REQUIREMENT - Check each line of the listing below for the string "channel", then copy every line that has it.

EXERCISE INPUT -
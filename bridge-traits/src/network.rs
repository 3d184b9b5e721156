//! Connectivity Abstraction
//!
//! Provides the host connectivity signal consumed by the offline cache: a
//! boolean "online" query at startup plus a subscription for transition
//! events.

use crate::{
    error::Result,
    platform::{PlatformSend, PlatformSendSync},
};

/// Host connectivity state
#[derive(Debug, Clone, Copy, PartialEq, Eq)]
pub enum ConnectivityState {
    /// Network is reachable
    Online,
    /// Network is not reachable
    Offline,
}

impl ConnectivityState {
    pub fn is_online(self) -> bool {
        matches!(self, ConnectivityState::Online)
    }

    pub fn from_online(online: bool) -> Self {
        if online {
            ConnectivityState::Online
        } else {
            ConnectivityState::Offline
        }
    }
}

/// Connectivity monitor trait
///
/// # Platform Support
///
/// - **Desktop**: socket probe or system network APIs
/// - **iOS**: Network framework, Reachability
/// - **Android**: ConnectivityManager
/// - **Web**: `navigator.onLine` + online/offline window events
///
/// # Example
///
/// ```ignore
/// use bridge_traits::network::ConnectivityMonitor;
///
/// async fn startup_state(monitor: &dyn ConnectivityMonitor) -> bool {
///     monitor.is_online().await.unwrap_or(false)
/// }
/// ```
#[cfg_attr(target_arch = "wasm32", async_trait::async_trait(?Send))]
#[cfg_attr(not(target_arch = "wasm32"), async_trait::async_trait)]
pub trait ConnectivityMonitor: PlatformSendSync {
    /// Query current connectivity.
    async fn is_online(&self) -> Result<bool>;

    /// Subscribe to connectivity transitions.
    ///
    /// Implementations should emit a state only when it differs from the
    /// previously observed one; consumers treat repeated states as no-ops.
    async fn subscribe_changes(&self) -> Result<Box<dyn ConnectivityChangeStream>>;
}

/// Stream of connectivity transitions
#[cfg_attr(target_arch = "wasm32", async_trait::async_trait(?Send))]
#[cfg_attr(not(target_arch = "wasm32"), async_trait::async_trait)]
pub trait ConnectivityChangeStream: PlatformSend {
    /// Get the next connectivity transition.
    ///
    /// Returns `None` when the stream is closed.
    async fn next(&mut self) -> Option<ConnectivityState>;
}

#[cfg(test)]
mod tests {
    use super::*;

    #[test]
    fn test_connectivity_state() {
        assert!(ConnectivityState::Online.is_online());
        assert!(!ConnectivityState::Offline.is_online());
        assert_eq!(
            ConnectivityState::from_online(true),
            ConnectivityState::Online
        );
        assert_eq!(
            ConnectivityState::from_online(false),
            ConnectivityState::Offline
        );
    }
}
//! # Event Bus System
//!
//! Decoupled communication between core modules using
//! `tokio::sync::broadcast`. The offline cache and the fingerprint engine
//! publish typed events; host UIs subscribe to drive badges, toasts, and
//! diagnostics without polling core state.
//!
//! ## Usage
//!
//! ```rust
//! use core_runtime::events::{CacheEvent, CoreEvent, EventBus};
//!
//! let event_bus = EventBus::new(100);
//! let mut subscriber = event_bus.subscribe();
//!
//! event_bus
//!     .emit(CoreEvent::Cache(CacheEvent::VideoCached {
//!         video_id: "v1".to_string(),
//!     }))
//!     .ok();
//! ```
//!
//! ## Error Handling
//!
//! - **`RecvError::Lagged(n)`**: subscriber was too slow and missed `n`
//!   events; non-fatal, the subscriber keeps receiving new events.
//! - **`RecvError::Closed`**: all senders dropped; treat as shutdown.

use serde::{Deserialize, Serialize};
use std::fmt;
use tokio::sync::broadcast;

// Re-export commonly used types
pub use tokio::sync::broadcast::error::{RecvError, SendError};
pub use tokio::sync::broadcast::Receiver;

/// Default buffer size for the event bus channel.
///
/// Subscribers that fall behind by more than this receive
/// `RecvError::Lagged`.
pub const DEFAULT_EVENT_BUFFER_SIZE: usize = 100;

/// Top-level event enum encompassing all event categories.
#[derive(Debug, Clone, Serialize, Deserialize, PartialEq, Eq)]
#[serde(tag = "type", content = "payload")]
pub enum CoreEvent {
    /// Offline-cache events
    Cache(CacheEvent),
    /// Connectivity transitions
    Connectivity(ConnectivityEvent),
    /// Device fingerprint events
    Device(DeviceEvent),
}

impl CoreEvent {
    /// Returns a human-readable description of the event.
    pub fn description(&self) -> &str {
        match self {
            CoreEvent::Cache(e) => e.description(),
            CoreEvent::Connectivity(e) => e.description(),
            CoreEvent::Device(e) => e.description(),
        }
    }
}

/// Events published by the offline cache store.
#[derive(Debug, Clone, Serialize, Deserialize, PartialEq, Eq)]
#[serde(tag = "event")]
pub enum CacheEvent {
    /// A video was added to the offline cache (or replaced in place).
    VideoCached {
        /// The video ID.
        video_id: String,
    },
    /// A video was removed from the offline cache.
    VideoRemoved {
        /// The video ID that was removed.
        video_id: String,
    },
    /// The entire cache was cleared.
    CacheCleared {
        /// Number of records removed.
        removed: usize,
    },
}

impl CacheEvent {
    fn description(&self) -> &str {
        match self {
            CacheEvent::VideoCached { .. } => "Video cached for offline playback",
            CacheEvent::VideoRemoved { .. } => "Video removed from offline cache",
            CacheEvent::CacheCleared { .. } => "Offline cache cleared",
        }
    }
}

/// Connectivity transitions observed by the offline cache store.
#[derive(Debug, Clone, Serialize, Deserialize, PartialEq, Eq)]
#[serde(tag = "event")]
pub enum ConnectivityEvent {
    /// Host reports the network is reachable.
    Online,
    /// Host reports the network is unreachable.
    Offline,
}

impl ConnectivityEvent {
    fn description(&self) -> &str {
        match self {
            ConnectivityEvent::Online => "Connectivity restored",
            ConnectivityEvent::Offline => "Connectivity lost",
        }
    }
}

/// Events published by the fingerprint engine.
#[derive(Debug, Clone, Serialize, Deserialize, PartialEq, Eq)]
#[serde(tag = "event")]
pub enum DeviceEvent {
    /// A fingerprint digest was computed.
    FingerprintGenerated {
        /// The 64-character lowercase hex digest.
        fingerprint: String,
    },
}

impl DeviceEvent {
    fn description(&self) -> &str {
        match self {
            DeviceEvent::FingerprintGenerated { .. } => "Device fingerprint generated",
        }
    }
}

/// Central event bus for publishing and subscribing to events.
///
/// Uses `tokio::sync::broadcast` internally:
/// - multiple producers (clone the `EventBus`)
/// - multiple consumers (each `subscribe()` creates a new receiver)
/// - non-blocking sends (events are cloned per subscriber)
/// - lagging detection for slow subscribers
#[derive(Clone)]
pub struct EventBus {
    sender: broadcast::Sender<CoreEvent>,
}

impl EventBus {
    /// Creates a new event bus with the specified buffer size.
    pub fn new(capacity: usize) -> Self {
        let (sender, _) = broadcast::channel(capacity);
        Self { sender }
    }

    /// Publishes an event to all subscribers.
    ///
    /// Returns the number of subscribers that received the event, or an
    /// error if there are no active subscribers.
    pub fn emit(&self, event: CoreEvent) -> Result<usize, SendError<CoreEvent>> {
        self.sender.send(event)
    }

    /// Creates a new subscriber to receive events.
    ///
    /// Each call creates an independent receiver that will receive all
    /// future events; past events are not replayed.
    pub fn subscribe(&self) -> Receiver<CoreEvent> {
        self.sender.subscribe()
    }

    /// Returns the number of active subscribers.
    pub fn subscriber_count(&self) -> usize {
        self.sender.receiver_count()
    }
}

impl Default for EventBus {
    fn default() -> Self {
        Self::new(DEFAULT_EVENT_BUFFER_SIZE)
    }
}

impl fmt::Debug for EventBus {
    fn fmt(&self, f: &mut fmt::Formatter<'_>) -> fmt::Result {
        f.debug_struct("EventBus")
            .field("subscriber_count", &self.subscriber_count())
            .finish()
    }
}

FINISHED EXERCISE -
/// Default buffer size for the event bus channel.
        let (sender, _) = broadcast::channel(capacity);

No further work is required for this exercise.